From the data below, set down exactly the lines between the one holding "why it failed." and the one holding "impl fmt::Display for Action", inclusive, and no others.

**Records**
##############################

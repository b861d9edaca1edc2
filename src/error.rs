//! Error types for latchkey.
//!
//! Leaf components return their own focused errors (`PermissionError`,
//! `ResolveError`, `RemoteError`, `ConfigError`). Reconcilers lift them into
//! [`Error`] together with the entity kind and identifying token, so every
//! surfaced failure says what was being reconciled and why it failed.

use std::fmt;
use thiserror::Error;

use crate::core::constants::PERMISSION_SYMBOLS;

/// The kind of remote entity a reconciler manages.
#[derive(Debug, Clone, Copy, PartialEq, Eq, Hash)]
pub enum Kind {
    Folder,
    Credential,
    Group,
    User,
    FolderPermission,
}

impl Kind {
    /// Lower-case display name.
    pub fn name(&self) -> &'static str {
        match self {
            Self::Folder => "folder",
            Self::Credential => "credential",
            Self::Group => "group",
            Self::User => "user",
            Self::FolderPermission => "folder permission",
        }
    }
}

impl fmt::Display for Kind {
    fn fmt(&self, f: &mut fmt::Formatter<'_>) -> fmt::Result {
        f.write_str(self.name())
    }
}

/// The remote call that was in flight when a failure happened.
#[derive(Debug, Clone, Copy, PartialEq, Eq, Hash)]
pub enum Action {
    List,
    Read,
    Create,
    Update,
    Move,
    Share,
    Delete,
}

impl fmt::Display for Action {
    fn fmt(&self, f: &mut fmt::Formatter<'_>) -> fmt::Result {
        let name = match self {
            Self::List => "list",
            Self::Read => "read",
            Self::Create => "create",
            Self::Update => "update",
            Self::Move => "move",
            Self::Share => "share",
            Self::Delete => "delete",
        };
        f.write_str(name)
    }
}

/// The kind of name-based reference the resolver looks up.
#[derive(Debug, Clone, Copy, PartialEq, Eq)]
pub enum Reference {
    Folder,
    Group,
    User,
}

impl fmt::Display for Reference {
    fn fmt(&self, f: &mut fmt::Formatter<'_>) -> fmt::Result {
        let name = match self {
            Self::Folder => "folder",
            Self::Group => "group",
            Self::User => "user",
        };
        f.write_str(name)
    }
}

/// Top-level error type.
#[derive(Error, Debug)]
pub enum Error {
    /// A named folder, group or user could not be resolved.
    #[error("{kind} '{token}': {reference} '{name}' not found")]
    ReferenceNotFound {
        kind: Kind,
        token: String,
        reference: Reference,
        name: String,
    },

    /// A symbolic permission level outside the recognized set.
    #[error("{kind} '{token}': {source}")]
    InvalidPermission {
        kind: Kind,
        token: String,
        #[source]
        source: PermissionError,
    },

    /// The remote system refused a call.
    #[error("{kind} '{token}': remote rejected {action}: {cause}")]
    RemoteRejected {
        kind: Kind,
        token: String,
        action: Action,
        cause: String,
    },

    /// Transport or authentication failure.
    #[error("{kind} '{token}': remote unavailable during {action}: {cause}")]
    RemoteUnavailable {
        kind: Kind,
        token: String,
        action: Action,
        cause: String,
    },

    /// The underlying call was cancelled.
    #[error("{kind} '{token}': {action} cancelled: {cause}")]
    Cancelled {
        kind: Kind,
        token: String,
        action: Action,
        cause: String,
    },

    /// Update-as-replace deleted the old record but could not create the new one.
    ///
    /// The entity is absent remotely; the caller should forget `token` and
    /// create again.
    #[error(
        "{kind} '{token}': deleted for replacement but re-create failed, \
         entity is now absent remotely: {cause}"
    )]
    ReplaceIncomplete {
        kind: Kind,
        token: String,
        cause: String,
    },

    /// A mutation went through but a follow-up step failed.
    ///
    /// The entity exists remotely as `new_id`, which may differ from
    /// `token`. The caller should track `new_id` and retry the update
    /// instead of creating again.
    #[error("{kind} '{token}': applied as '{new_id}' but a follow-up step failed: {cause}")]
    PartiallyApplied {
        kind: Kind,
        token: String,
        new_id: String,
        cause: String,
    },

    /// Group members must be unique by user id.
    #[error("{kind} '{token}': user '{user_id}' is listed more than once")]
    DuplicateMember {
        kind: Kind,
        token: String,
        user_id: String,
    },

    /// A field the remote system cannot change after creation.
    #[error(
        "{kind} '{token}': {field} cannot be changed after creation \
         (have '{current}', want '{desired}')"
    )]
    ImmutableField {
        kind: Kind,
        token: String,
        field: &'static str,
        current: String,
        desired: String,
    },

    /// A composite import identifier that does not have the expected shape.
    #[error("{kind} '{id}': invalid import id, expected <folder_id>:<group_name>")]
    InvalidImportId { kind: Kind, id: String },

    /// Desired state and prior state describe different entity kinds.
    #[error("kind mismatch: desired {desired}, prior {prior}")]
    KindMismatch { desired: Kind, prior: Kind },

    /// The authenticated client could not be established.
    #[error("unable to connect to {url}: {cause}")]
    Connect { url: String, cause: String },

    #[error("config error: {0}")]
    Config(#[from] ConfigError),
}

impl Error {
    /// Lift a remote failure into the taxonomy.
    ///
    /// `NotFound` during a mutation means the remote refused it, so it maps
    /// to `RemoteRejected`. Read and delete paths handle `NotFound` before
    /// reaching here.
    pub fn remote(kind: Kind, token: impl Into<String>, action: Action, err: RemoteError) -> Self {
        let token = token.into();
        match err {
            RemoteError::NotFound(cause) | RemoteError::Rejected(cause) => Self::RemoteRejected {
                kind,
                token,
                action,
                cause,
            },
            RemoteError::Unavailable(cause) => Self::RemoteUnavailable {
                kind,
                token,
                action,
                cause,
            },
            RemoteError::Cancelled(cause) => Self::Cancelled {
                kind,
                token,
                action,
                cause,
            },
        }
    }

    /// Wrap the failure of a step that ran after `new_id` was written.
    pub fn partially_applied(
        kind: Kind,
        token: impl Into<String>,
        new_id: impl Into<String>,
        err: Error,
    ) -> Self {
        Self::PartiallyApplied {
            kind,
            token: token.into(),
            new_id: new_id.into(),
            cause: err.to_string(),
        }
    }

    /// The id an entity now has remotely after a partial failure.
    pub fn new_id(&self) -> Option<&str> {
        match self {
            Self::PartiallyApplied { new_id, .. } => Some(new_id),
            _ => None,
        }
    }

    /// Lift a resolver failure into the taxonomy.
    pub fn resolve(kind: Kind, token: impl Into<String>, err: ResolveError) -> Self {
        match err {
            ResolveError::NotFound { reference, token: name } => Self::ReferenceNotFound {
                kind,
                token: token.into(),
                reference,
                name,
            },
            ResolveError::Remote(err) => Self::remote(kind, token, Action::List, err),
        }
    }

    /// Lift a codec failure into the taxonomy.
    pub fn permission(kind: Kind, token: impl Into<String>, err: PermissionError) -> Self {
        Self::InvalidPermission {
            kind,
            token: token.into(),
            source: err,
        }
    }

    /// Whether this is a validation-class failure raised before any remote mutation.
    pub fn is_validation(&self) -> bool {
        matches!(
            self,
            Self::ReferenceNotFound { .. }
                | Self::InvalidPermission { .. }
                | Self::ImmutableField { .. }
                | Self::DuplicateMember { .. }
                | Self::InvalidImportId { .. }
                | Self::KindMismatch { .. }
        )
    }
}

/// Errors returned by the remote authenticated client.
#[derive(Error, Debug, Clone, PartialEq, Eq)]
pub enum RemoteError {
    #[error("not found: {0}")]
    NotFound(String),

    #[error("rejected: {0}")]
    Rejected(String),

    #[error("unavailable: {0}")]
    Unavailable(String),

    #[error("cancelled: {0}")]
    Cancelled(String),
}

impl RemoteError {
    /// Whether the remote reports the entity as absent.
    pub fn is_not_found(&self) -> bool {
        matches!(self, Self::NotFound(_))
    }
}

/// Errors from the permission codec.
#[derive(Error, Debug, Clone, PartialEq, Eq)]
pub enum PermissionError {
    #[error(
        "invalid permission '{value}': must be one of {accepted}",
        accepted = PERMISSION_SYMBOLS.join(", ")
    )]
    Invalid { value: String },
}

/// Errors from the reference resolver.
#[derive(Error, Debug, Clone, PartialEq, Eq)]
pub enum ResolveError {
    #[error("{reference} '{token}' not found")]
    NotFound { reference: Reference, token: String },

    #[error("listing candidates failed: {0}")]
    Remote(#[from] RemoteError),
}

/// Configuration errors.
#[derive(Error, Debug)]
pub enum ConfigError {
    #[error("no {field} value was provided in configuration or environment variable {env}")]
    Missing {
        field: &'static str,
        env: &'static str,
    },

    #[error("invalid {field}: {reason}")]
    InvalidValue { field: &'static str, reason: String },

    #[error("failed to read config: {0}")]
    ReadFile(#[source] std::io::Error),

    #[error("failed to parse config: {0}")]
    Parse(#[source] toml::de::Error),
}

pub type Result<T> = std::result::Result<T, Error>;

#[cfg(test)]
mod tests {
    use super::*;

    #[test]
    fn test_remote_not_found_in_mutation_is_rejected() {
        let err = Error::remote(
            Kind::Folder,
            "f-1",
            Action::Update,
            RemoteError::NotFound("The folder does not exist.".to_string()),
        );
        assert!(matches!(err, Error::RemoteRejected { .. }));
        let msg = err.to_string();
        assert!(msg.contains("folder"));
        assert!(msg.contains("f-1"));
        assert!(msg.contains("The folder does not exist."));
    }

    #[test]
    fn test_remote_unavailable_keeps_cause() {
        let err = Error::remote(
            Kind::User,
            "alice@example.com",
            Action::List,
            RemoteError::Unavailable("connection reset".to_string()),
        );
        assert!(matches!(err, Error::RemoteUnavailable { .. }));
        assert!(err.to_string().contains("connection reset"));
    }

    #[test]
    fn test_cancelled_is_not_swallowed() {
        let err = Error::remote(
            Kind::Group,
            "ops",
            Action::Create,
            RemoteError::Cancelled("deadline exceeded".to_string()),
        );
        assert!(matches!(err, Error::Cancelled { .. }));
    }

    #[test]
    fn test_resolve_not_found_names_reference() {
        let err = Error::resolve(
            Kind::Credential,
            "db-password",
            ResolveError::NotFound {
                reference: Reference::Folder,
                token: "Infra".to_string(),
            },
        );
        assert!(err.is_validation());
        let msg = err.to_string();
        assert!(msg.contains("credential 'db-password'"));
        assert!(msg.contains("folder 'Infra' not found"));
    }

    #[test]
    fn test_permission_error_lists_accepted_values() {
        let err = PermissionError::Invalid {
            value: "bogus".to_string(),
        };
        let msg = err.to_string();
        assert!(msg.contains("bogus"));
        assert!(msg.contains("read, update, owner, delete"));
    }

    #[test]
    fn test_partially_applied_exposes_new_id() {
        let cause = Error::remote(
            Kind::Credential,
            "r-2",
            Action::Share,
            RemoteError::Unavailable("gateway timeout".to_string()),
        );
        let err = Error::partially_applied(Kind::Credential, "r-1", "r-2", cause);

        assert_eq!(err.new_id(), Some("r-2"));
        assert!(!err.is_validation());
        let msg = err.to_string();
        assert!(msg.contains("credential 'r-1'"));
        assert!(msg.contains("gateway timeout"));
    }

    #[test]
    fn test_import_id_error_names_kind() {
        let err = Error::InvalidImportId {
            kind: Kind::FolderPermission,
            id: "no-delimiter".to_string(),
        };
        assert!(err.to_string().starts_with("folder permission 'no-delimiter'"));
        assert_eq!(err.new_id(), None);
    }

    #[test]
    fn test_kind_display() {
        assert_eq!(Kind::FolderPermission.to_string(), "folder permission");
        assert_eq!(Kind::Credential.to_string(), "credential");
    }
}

##############################

**Response box**
//! surfaced failure says what was being reconciled and why it failed.

use std::fmt;
use thiserror::Error;

use crate::core::constants::PERMISSION_SYMBOLS;

/// The kind of remote entity a reconciler manages.
#[derive(Debug, Clone, Copy, PartialEq, Eq, Hash)]
pub enum Kind {
    Folder,
    Credential,
    Group,
    User,
    FolderPermission,
}

impl Kind {
    /// Lower-case display name.
    pub fn name(&self) -> &'static str {
        match self {
            Self::Folder => "folder",
            Self::Credential => "credential",
            Self::Group => "group",
            Self::User => "user",
            Self::FolderPermission => "folder permission",
        }
    }
}

impl fmt::Display for Kind {
    fn fmt(&self, f: &mut fmt::Formatter<'_>) -> fmt::Result {
        f.write_str(self.name())
    }
}

/// The remote call that was in flight when a failure happened.
#[derive(Debug, Clone, Copy, PartialEq, Eq, Hash)]
pub enum Action {
    List,
    Read,
    Create,
    Update,
    Move,
    Share,
    Delete,
}

impl fmt::Display for Action {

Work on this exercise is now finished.